Turns out the self-loathing is even worse on your birthday -- the day that is meant to make us feel special, unique, valued and, most of all, remembered. The day the world says, "We're celebrating you because we're happy you're here!" Believe me, you long for that external validation even more when it's a big birthday. But when you don't love yourself, external validation will never, ever be enough. It will always, always fall short, no matter what you plan, what you get or how many people remember.
And I say this from experience. I'm embarrassed to admit it, and I'm certainly not proud of it, but the truth of the matter is that I was quite the selfish and childish 30-year-old woman last night. It took me 36 hours after turning 30 to melt down, but melt down I did. And it wasn't pretty. I screamed at the top of my lungs every single disappointment of the week. Never mind that finding reasons to take stock and give thanks is supposed to be my thing; I was coming up with every single thing that happened this week that hadn't lived up to my standards.
I don't want to be that person. I want to be full of self love, viewing everything as a gift, finding more in less. But I have failed miserably.
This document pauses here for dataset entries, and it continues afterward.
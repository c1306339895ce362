//! Evidence DTOs

use chrono::{DateTime, Utc};
use core_kernel::{UserId, ViolationId};
use domain_case::{EvidenceFilter, EvidenceUpdate, NewEvidence};
use serde::Deserialize;
use validator::Validate;

use super::{parse_enum, parse_opt};
use crate::error::ApiError;

#[derive(Debug, Deserialize, Validate)]
pub struct CreateEvidenceRequest {
    #[validate(length(min = 1))]
    pub evidence_number: String,
    pub violation_id: i64,
    pub evidence_type: String,
    #[validate(length(min = 1))]
    pub description: String,
    /// Collecting user; defaults to the caller
    pub collected_by: Option<i64>,
    pub collection_date: DateTime<Utc>,
    pub file_path: Option<String>,
    #[validate(range(min = 0))]
    pub file_size: Option<i64>,
    pub mime_type: Option<String>,
    pub collection_location: Option<String>,
    pub chain_of_custody: Option<String>,
    pub storage_location: Option<String>,
    pub notes: Option<String>,
}

impl CreateEvidenceRequest {
    pub fn into_domain(self, caller: UserId) -> Result<NewEvidence, ApiError> {
        self.validate()?;
        Ok(NewEvidence {
            evidence_type: parse_enum(&self.evidence_type)?,
            violation_id: ViolationId::new(self.violation_id),
            collected_by: self.collected_by.map(UserId::new).unwrap_or(caller),
            evidence_number: self.evidence_number,
            description: self.description,
            collection_date: self.collection_date,
            file_path: self.file_path,
            file_size: self.file_size,
            mime_type: self.mime_type,
            collection_location: self.collection_location,
            chain_of_custody: self.chain_of_custody,
            storage_location: self.storage_location,
            notes: self.notes,
        })
    }
}

#[derive(Debug, Default, Deserialize, Validate)]
pub struct UpdateEvidenceRequest {
    pub description: Option<String>,
    pub storage_location: Option<String>,
    pub status: Option<String>,
    pub chain_of_custody: Option<String>,
    pub notes: Option<String>,
}

impl UpdateEvidenceRequest {
    pub fn into_domain(self) -> Result<EvidenceUpdate, ApiError> {
        self.validate()?;
        Ok(EvidenceUpdate {
            status: parse_opt(self.status.as_deref())?,
            description: self.description,
            storage_location: self.storage_location,
            chain_of_custody: self.chain_of_custody,
            notes: self.notes,
        })
    }
}

#[derive(Debug, Default, Deserialize)]
pub struct EvidenceListQuery {
    pub violation_id: Option<i64>,
    pub status: Option<String>,
    pub evidence_type: Option<String>,
}

impl EvidenceListQuery {
    pub fn filter(&self) -> Result<EvidenceFilter, ApiError> {
        Ok(EvidenceFilter {
            violation_id: self.violation_id.map(ViolationId::new),
            status: parse_opt(self.status.as_deref())?,
            evidence_type: parse_opt(self.evidence_type.as_deref())?,
        })
    }
}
It's a good thing, then, that Sugar has been tackling the issue of self hatred and instructing us on the importance of self love over the last two weeks.
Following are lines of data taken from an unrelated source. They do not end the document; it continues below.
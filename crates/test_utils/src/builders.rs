//! Test Data Builders
//!
//! Provides builder patterns for constructing create payloads with sensible
//! defaults. Tests specify only the fields they care about; references to
//! other records (officer, violation) are passed to `build`.

use chrono::{DateTime, Utc};
use core_kernel::{Amount, UserId, ViolationId};
use domain_case::{
    EvidenceType, NewEvidence, NewInfraction, NewSeizure, NewUser, NewViolation, Role,
    SeizureCategory, Severity, ViolationType,
};

use crate::fixtures::{StringFixtures, TemporalFixtures};

/// Builder for user accounts
///
/// Unless set explicitly, the badge number is derived from the username so
/// that users built with distinct usernames never collide on it.
pub struct TestUserBuilder {
    username: String,
    full_name: String,
    role: Role,
    badge_number: Option<Option<String>>,
    department: Option<String>,
}

impl Default for TestUserBuilder {
    fn default() -> Self {
        Self::new()
    }
}

impl TestUserBuilder {
    pub fn new() -> Self {
        Self {
            username: "officer.one".to_string(),
            full_name: "Officer One".to_string(),
            role: Role::Officer,
            badge_number: None,
            department: Some("Traffic".to_string()),
        }
    }

    /// Sets the username; the email is derived from it
    pub fn with_username(mut self, username: impl Into<String>) -> Self {
        self.username = username.into();
        self
    }

    pub fn with_full_name(mut self, name: impl Into<String>) -> Self {
        self.full_name = name.into();
        self
    }

    pub fn with_role(mut self, role: Role) -> Self {
        self.role = role;
        self
    }

    pub fn with_badge(mut self, badge: impl Into<String>) -> Self {
        self.badge_number = Some(Some(badge.into()));
        self
    }

    pub fn without_badge(mut self) -> Self {
        self.badge_number = Some(None);
        self
    }

    pub fn build(self) -> NewUser {
        let badge_number = self
            .badge_number
            .unwrap_or_else(|| Some(format!("B-{}", self.username)));
        NewUser {
            email: format!("{}@police.example", self.username),
            username: self.username,
            password_hash: StringFixtures::password_hash().to_string(),
            full_name: self.full_name,
            role: self.role,
            badge_number,
            department: self.department,
            phone_number: None,
        }
    }
}

/// Builder for violations
pub struct TestViolationBuilder {
    violation_number: String,
    violator_name: String,
    violation_date: DateTime<Utc>,
    violation_type: ViolationType,
    severity_level: Severity,
    location: String,
    fine_amount: Option<Amount>,
    violator_license_number: Option<String>,
}

impl Default for TestViolationBuilder {
    fn default() -> Self {
        Self::new()
    }
}

impl TestViolationBuilder {
    pub fn new() -> Self {
        Self {
            violation_number: StringFixtures::violation_number().to_string(),
            violator_name: StringFixtures::violator_name().to_string(),
            violation_date: TemporalFixtures::report_morning(),
            violation_type: ViolationType::Traffic,
            severity_level: Severity::Minor,
            location: StringFixtures::location().to_string(),
            fine_amount: None,
            violator_license_number: None,
        }
    }

    pub fn with_number(mut self, number: impl Into<String>) -> Self {
        self.violation_number = number.into();
        self
    }

    pub fn with_violator(mut self, name: impl Into<String>) -> Self {
        self.violator_name = name.into();
        self
    }

    pub fn with_date(mut self, date: DateTime<Utc>) -> Self {
        self.violation_date = date;
        self
    }

    pub fn with_type(mut self, violation_type: ViolationType) -> Self {
        self.violation_type = violation_type;
        self
    }

    pub fn with_severity(mut self, severity: Severity) -> Self {
        self.severity_level = severity;
        self
    }

    pub fn with_location(mut self, location: impl Into<String>) -> Self {
        self.location = location.into();
        self
    }

    pub fn with_fine(mut self, fine: Amount) -> Self {
        self.fine_amount = Some(fine);
        self
    }

    pub fn with_license(mut self, license: impl Into<String>) -> Self {
        self.violator_license_number = Some(license.into());
        self
    }

    /// Builds the payload recorded by `officer`
    pub fn build(self, officer: UserId) -> NewViolation {
        NewViolation {
            violation_number: self.violation_number,
            violator_name: self.violator_name,
            violation_date: self.violation_date,
            violation_type: self.violation_type,
            severity_level: self.severity_level,
            location: self.location,
            officer_id: officer,
            violator_license_number: self.violator_license_number,
            violator_phone: None,
            violator_address: None,
            description: None,
            latitude: None,
            longitude: None,
            fine_amount: self.fine_amount,
            notes: None,
        }
    }
}

/// Builder for seizures
pub struct TestSeizureBuilder {
    seizure_number: String,
    item_description: String,
    item_quantity: i64,
    item_category: SeizureCategory,
    seizure_date: DateTime<Utc>,
    estimated_value: Option<Amount>,
    photo_evidence_urls: Vec<String>,
}

impl Default for TestSeizureBuilder {
    fn default() -> Self {
        Self::new()
    }
}

impl TestSeizureBuilder {
    pub fn new() -> Self {
        Self {
            seizure_number: StringFixtures::seizure_number().to_string(),
            item_description: "Unregistered motorcycle".to_string(),
            item_quantity: 1,
            item_category: SeizureCategory::Vehicle,
            seizure_date: TemporalFixtures::report_morning(),
            estimated_value: None,
            photo_evidence_urls: Vec::new(),
        }
    }

    pub fn with_number(mut self, number: impl Into<String>) -> Self {
        self.seizure_number = number.into();
        self
    }

    pub fn with_description(mut self, description: impl Into<String>) -> Self {
        self.item_description = description.into();
        self
    }

    pub fn with_quantity(mut self, quantity: i64) -> Self {
        self.item_quantity = quantity;
        self
    }

    pub fn with_category(mut self, category: SeizureCategory) -> Self {
        self.item_category = category;
        self
    }

    pub fn with_date(mut self, date: DateTime<Utc>) -> Self {
        self.seizure_date = date;
        self
    }

    pub fn with_value(mut self, value: Amount) -> Self {
        self.estimated_value = Some(value);
        self
    }

    pub fn with_photo(mut self, url: impl Into<String>) -> Self {
        self.photo_evidence_urls.push(url.into());
        self
    }

    pub fn build(self, violation: ViolationId, officer: UserId) -> NewSeizure {
        NewSeizure {
            seizure_number: self.seizure_number,
            violation_id: violation,
            item_description: self.item_description,
            item_quantity: self.item_quantity,
            item_category: self.item_category,
            officer_id: officer,
            seizure_date: self.seizure_date,
            estimated_value: self.estimated_value,
            serial_number: None,
            storage_location: Some("Impound Lot A".to_string()),
            condition_notes: None,
            photo_evidence_urls: self.photo_evidence_urls,
        }
    }
}

/// Builder for infractions
pub struct TestInfractionBuilder {
    infraction_number: String,
    infraction_type: String,
    points: i64,
    statute_reference: Option<String>,
    minimum_fine: Option<Amount>,
    maximum_fine: Option<Amount>,
}

impl Default for TestInfractionBuilder {
    fn default() -> Self {
        Self::new()
    }
}

impl TestInfractionBuilder {
    pub fn new() -> Self {
        Self {
            infraction_number: StringFixtures::infraction_number().to_string(),
            infraction_type: "speeding".to_string(),
            points: 3,
            statute_reference: Some("VC 22350".to_string()),
            minimum_fine: None,
            maximum_fine: None,
        }
    }

    pub fn with_number(mut self, number: impl Into<String>) -> Self {
        self.infraction_number = number.into();
        self
    }

    pub fn with_type(mut self, infraction_type: impl Into<String>) -> Self {
        self.infraction_type = infraction_type.into();
        self
    }

    pub fn with_points(mut self, points: i64) -> Self {
        self.points = points;
        self
    }

    /// Sets the fine range
    pub fn with_fine_range(mut self, minimum: Amount, maximum: Amount) -> Self {
        self.minimum_fine = Some(minimum);
        self.maximum_fine = Some(maximum);
        self
    }

    pub fn build(self, violation: ViolationId) -> NewInfraction {
        NewInfraction {
            infraction_number: self.infraction_number,
            violation_id: violation,
            infraction_type: self.infraction_type,
            points: self.points,
            description: None,
            statute_reference: self.statute_reference,
            minimum_fine: self.minimum_fine,
            maximum_fine: self.maximum_fine,
        }
    }
}

/// Builder for evidence items
pub struct TestEvidenceBuilder {
    evidence_number: String,
    evidence_type: EvidenceType,
    description: String,
    collection_date: DateTime<Utc>,
    file_path: Option<String>,
    file_size: Option<i64>,
}

impl Default for TestEvidenceBuilder {
    fn default() -> Self {
        Self::new()
    }
}

impl TestEvidenceBuilder {
    pub fn new() -> Self {
        Self {
            evidence_number: StringFixtures::evidence_number().to_string(),
            evidence_type: EvidenceType::Photo,
            description: "Dashcam still of the plate".to_string(),
            collection_date: TemporalFixtures::report_morning(),
            file_path: None,
            file_size: None,
        }
    }

    pub fn with_number(mut self, number: impl Into<String>) -> Self {
        self.evidence_number = number.into();
        self
    }

    pub fn with_type(mut self, evidence_type: EvidenceType) -> Self {
        self.evidence_type = evidence_type;
        self
    }

    pub fn with_collection_date(mut self, date: DateTime<Utc>) -> Self {
        self.collection_date = date;
        self
    }

    /// Attaches a stored file
    pub fn with_file(mut self, path: impl Into<String>, size: i64) -> Self {
        self.file_path = Some(path.into());
        self.file_size = Some(size);
        self
    }

    pub fn build(self, violation: ViolationId, collected_by: UserId) -> NewEvidence {
        NewEvidence {
            evidence_number: self.evidence_number,
            violation_id: violation,
            evidence_type: self.evidence_type,
            description: self.description,
            collected_by,
            collection_date: self.collection_date,
            file_path: self.file_path,
            file_size: self.file_size,
            mime_type: None,
            collection_location: None,
            chain_of_custody: None,
            storage_location: Some("Locker 12".to_string()),
            notes: None,
        }
    }
}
My favorite lines from this week's column, "You Have Arrived At the Fire" (emphasis mine):
-- "It’s time for you to do the work you need to do to become the person you must be. That means tossing something out—the ugly and false notions you have about your stutter—and taking something in—the fact that you have the power to redirect the blow-torch of your self-hatred and turn it into love." (#426)
-- "We have the power to heal what needs to be healed. We get to give ourselves that." (#427)
And from last week's column, "The Dark Coccoon", which includes a story of hers that you absolutely must read (emphases mine):
-- "I used to see a butterfly in my mind’s eye every time I heard the word transformation, but life has schooled me. Transformation isn’t a butterfly. It’s the thing before you get to be a pretty bug flying away. It’s huddling in the dark cocoon and then pushing your way out... It’s the messy work you have ahead of you...of making sense of your fortunes and misfortunes, desires and doubts, hangups and sorrows, actions and accidents, mistakes and successes, so you can go on and become the person you must next become. The one who doesn’t wallow in her own despair."
So, you see, I have some messy work ahead of me -- of accepting the parts of me that are flawed but viewing them not from a critical point of view but through a hopeful, accepting and loving lens. That's what gives each of us the courage to change, step by step -- not because something is wrong with us, but because we want to feel better about ourselves.